(Collected data)
+ + + + +

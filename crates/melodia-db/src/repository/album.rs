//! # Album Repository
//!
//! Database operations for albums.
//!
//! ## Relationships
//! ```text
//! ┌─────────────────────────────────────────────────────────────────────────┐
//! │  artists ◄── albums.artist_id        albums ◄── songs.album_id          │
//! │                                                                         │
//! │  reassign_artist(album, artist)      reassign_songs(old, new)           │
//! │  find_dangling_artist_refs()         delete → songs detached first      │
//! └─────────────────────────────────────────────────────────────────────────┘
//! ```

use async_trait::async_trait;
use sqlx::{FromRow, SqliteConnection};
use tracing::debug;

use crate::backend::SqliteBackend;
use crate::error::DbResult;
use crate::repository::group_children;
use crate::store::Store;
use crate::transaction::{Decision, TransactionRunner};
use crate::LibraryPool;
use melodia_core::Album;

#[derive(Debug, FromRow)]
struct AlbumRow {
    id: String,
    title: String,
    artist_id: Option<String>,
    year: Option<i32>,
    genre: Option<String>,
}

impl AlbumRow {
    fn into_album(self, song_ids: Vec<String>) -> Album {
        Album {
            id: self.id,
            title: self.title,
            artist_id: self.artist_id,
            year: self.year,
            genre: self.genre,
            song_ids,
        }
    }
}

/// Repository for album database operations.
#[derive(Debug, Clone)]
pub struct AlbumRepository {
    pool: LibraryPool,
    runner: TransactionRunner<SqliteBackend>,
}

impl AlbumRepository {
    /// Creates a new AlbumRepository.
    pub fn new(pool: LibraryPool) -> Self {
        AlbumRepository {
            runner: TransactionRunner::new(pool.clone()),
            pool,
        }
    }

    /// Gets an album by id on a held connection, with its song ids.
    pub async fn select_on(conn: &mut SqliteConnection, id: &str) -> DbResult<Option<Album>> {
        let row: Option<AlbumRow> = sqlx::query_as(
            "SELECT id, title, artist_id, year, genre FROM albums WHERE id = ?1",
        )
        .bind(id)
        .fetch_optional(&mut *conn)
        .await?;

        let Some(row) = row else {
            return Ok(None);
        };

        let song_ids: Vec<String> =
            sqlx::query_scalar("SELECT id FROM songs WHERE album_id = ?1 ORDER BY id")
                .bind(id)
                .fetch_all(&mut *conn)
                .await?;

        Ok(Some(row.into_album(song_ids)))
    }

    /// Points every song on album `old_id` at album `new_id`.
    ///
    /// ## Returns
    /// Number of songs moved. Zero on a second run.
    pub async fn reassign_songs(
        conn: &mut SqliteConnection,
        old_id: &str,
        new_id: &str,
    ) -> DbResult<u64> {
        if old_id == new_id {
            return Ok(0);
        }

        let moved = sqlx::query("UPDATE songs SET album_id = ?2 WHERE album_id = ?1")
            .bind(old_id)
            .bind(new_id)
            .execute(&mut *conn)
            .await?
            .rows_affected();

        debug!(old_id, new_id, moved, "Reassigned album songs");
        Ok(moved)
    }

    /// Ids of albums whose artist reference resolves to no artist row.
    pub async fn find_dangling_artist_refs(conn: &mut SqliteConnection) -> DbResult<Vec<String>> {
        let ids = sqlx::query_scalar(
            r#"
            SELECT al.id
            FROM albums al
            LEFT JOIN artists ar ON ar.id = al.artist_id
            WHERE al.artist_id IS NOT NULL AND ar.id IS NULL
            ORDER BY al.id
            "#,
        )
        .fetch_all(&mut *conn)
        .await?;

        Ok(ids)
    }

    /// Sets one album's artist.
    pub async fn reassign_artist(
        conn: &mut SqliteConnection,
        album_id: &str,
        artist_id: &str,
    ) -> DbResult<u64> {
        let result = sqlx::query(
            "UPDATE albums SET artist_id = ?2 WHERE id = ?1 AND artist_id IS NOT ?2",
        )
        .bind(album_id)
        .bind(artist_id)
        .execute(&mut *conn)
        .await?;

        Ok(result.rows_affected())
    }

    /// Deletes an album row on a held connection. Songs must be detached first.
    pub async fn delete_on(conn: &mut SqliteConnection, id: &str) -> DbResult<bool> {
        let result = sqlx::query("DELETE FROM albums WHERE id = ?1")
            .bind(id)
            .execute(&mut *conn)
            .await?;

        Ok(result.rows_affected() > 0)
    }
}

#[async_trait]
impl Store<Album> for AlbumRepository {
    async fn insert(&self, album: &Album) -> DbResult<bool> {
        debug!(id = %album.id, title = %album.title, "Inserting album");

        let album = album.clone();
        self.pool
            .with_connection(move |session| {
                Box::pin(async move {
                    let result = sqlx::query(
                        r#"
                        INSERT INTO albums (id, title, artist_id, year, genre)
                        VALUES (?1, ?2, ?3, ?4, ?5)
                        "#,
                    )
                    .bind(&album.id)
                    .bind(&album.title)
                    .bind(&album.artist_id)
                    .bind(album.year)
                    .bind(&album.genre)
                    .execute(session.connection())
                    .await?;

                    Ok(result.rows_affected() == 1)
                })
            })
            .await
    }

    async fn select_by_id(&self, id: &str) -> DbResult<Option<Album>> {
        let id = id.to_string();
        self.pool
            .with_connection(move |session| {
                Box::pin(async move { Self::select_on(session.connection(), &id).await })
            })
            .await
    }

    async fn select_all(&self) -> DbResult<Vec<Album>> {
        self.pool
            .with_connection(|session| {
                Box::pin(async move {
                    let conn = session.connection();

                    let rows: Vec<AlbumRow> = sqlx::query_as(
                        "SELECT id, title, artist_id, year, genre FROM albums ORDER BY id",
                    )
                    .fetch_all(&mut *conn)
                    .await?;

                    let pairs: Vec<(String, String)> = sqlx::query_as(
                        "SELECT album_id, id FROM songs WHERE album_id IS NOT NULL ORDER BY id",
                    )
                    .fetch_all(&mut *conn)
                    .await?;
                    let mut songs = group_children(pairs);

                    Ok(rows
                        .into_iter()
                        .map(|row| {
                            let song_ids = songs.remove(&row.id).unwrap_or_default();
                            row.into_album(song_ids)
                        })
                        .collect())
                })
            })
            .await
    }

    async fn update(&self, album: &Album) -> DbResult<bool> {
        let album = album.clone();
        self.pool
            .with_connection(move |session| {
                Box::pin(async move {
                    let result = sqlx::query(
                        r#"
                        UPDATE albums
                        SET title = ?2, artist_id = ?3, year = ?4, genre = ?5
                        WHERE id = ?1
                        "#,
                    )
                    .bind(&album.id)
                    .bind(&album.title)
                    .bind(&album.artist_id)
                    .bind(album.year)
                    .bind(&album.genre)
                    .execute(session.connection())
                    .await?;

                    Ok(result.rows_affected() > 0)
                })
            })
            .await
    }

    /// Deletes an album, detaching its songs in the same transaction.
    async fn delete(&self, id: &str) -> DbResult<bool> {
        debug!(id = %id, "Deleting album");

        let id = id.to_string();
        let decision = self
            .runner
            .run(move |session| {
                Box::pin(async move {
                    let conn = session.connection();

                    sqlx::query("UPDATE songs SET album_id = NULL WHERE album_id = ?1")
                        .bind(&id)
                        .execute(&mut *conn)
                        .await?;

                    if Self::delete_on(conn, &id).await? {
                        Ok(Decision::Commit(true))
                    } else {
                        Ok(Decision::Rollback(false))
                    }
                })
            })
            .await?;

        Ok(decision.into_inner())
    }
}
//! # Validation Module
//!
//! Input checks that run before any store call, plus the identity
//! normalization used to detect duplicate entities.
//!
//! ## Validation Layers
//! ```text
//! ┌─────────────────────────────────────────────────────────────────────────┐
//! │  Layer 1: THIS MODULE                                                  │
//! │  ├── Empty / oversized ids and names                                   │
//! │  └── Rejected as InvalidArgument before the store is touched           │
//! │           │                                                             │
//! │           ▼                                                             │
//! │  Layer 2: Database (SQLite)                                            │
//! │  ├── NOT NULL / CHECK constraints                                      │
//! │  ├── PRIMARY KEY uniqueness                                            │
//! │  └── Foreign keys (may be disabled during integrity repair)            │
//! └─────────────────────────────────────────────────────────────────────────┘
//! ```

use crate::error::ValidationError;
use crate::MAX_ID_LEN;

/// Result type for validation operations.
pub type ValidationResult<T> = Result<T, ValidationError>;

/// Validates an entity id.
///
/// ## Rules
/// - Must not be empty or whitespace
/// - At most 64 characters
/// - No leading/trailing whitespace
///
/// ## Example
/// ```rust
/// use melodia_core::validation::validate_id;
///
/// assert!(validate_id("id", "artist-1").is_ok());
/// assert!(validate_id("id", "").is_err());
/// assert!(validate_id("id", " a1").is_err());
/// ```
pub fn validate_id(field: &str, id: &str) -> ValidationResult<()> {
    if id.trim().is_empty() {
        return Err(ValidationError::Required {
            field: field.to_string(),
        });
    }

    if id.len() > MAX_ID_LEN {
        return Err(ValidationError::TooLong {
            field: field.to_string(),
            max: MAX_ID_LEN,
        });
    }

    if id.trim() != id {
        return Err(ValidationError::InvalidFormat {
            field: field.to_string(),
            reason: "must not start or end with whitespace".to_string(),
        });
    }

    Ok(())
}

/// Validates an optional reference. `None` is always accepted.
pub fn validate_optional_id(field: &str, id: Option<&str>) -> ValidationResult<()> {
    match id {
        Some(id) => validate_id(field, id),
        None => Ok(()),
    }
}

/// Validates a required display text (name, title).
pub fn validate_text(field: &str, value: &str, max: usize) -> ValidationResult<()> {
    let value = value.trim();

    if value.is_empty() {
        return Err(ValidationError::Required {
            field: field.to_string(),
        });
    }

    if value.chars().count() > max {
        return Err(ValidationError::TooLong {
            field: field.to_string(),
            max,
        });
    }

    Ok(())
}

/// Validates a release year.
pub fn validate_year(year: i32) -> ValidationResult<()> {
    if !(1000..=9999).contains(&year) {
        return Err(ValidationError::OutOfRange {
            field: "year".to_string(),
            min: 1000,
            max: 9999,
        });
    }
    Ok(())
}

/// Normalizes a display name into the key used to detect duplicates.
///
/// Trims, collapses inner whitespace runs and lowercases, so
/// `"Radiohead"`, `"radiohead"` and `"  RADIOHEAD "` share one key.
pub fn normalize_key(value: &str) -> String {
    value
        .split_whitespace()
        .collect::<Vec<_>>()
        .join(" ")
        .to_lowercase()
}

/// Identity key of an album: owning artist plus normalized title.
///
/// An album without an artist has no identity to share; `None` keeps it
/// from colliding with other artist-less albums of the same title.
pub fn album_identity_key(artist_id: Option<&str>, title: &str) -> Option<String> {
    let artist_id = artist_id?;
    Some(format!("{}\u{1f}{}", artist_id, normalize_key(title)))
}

+ + + + +

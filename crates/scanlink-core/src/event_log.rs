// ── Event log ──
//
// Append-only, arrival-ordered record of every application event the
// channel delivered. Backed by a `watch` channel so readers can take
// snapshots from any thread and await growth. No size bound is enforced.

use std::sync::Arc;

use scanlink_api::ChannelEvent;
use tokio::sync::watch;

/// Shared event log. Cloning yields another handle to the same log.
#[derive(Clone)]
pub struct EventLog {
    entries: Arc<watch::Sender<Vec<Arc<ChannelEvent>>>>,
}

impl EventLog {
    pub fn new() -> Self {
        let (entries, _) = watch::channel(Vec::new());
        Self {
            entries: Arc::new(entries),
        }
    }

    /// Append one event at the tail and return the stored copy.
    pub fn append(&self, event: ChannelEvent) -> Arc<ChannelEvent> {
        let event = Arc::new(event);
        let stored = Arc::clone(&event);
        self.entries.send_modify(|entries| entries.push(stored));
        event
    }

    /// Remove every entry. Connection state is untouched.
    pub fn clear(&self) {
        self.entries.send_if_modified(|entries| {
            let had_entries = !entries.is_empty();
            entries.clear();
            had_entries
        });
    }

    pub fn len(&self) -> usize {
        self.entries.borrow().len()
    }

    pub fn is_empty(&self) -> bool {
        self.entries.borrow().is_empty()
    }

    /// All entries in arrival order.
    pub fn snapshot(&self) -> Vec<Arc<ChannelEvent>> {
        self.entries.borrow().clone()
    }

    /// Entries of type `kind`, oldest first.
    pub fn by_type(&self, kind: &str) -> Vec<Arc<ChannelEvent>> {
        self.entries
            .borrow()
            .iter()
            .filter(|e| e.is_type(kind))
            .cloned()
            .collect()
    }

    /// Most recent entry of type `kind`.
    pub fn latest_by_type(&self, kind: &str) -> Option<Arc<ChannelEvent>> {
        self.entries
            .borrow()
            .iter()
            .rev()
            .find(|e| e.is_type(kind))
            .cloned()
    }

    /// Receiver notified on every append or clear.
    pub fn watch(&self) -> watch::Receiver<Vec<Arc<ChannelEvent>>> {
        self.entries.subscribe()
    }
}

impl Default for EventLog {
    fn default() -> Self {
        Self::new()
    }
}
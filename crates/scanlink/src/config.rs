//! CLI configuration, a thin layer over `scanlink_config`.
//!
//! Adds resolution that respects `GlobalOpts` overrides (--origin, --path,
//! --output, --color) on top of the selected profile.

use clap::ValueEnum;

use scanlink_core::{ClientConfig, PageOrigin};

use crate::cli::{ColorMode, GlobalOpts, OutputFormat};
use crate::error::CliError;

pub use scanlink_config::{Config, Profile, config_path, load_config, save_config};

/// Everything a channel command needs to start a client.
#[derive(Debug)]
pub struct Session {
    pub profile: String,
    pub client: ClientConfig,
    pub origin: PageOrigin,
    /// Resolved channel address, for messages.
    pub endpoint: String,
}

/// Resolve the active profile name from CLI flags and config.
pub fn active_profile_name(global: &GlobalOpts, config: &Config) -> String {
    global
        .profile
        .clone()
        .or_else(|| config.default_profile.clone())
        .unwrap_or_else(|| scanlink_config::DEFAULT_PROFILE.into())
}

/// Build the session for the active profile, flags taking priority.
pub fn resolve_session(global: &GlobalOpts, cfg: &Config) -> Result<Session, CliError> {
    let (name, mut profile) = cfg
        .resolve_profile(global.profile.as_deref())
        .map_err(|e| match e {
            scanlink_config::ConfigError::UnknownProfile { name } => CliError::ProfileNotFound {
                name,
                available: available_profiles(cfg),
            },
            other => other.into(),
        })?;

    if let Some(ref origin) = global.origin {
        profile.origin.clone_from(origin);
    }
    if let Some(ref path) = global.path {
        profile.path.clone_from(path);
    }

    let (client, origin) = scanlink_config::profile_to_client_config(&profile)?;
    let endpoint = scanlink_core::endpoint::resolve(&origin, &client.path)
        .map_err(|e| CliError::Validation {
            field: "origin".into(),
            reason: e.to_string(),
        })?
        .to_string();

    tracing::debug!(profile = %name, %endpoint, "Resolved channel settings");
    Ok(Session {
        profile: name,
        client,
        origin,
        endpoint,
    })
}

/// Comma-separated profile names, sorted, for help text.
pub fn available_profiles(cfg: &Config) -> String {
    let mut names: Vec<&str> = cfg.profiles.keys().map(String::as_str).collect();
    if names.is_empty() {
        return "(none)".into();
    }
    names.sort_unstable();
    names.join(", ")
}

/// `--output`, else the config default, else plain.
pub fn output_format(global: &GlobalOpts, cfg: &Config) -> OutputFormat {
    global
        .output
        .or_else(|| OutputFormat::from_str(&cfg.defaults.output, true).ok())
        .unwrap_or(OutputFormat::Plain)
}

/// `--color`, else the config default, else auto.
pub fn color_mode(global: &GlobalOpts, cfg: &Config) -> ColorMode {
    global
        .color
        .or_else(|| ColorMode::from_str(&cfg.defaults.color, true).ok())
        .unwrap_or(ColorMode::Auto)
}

+ + + + +

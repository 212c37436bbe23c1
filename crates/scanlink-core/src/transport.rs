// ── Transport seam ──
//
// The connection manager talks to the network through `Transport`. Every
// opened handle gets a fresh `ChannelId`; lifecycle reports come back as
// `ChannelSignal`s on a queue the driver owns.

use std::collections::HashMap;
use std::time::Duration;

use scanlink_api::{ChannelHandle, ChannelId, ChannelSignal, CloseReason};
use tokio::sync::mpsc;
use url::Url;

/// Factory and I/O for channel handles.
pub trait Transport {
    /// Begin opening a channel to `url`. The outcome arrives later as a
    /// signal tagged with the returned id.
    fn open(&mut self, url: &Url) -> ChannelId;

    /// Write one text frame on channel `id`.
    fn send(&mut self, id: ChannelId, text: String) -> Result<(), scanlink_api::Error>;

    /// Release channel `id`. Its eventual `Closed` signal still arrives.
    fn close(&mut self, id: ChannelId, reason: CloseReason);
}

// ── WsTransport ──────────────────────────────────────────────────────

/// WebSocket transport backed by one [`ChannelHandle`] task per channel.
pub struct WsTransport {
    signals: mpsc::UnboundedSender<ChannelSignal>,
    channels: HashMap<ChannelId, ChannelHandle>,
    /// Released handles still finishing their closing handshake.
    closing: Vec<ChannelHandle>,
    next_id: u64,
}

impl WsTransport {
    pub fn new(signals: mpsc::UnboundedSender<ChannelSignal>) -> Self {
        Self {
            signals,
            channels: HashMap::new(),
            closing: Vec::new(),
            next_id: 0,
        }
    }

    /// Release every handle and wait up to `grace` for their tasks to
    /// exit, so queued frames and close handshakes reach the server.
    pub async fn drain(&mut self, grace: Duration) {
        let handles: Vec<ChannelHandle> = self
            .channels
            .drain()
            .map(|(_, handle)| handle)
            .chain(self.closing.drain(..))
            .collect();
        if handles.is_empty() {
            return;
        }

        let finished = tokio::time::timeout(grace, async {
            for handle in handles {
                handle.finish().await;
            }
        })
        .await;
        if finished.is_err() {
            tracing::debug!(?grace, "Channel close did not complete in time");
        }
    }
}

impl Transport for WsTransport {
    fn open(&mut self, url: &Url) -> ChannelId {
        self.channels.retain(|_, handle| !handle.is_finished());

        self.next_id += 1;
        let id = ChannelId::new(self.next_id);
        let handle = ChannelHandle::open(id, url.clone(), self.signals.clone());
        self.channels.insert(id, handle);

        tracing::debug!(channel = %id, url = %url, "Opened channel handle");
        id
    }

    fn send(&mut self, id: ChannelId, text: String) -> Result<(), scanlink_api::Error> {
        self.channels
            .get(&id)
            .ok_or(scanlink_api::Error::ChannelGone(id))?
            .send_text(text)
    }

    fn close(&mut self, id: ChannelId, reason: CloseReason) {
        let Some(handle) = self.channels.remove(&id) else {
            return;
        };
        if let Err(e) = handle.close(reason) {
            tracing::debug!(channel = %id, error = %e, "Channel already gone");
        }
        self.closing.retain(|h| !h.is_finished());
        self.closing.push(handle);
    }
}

+ + + + +

# ASSIGNMENT
Indicate how many lines in the records above contain the word "NULL", giving only the number.

# YOUR SOLUTION
4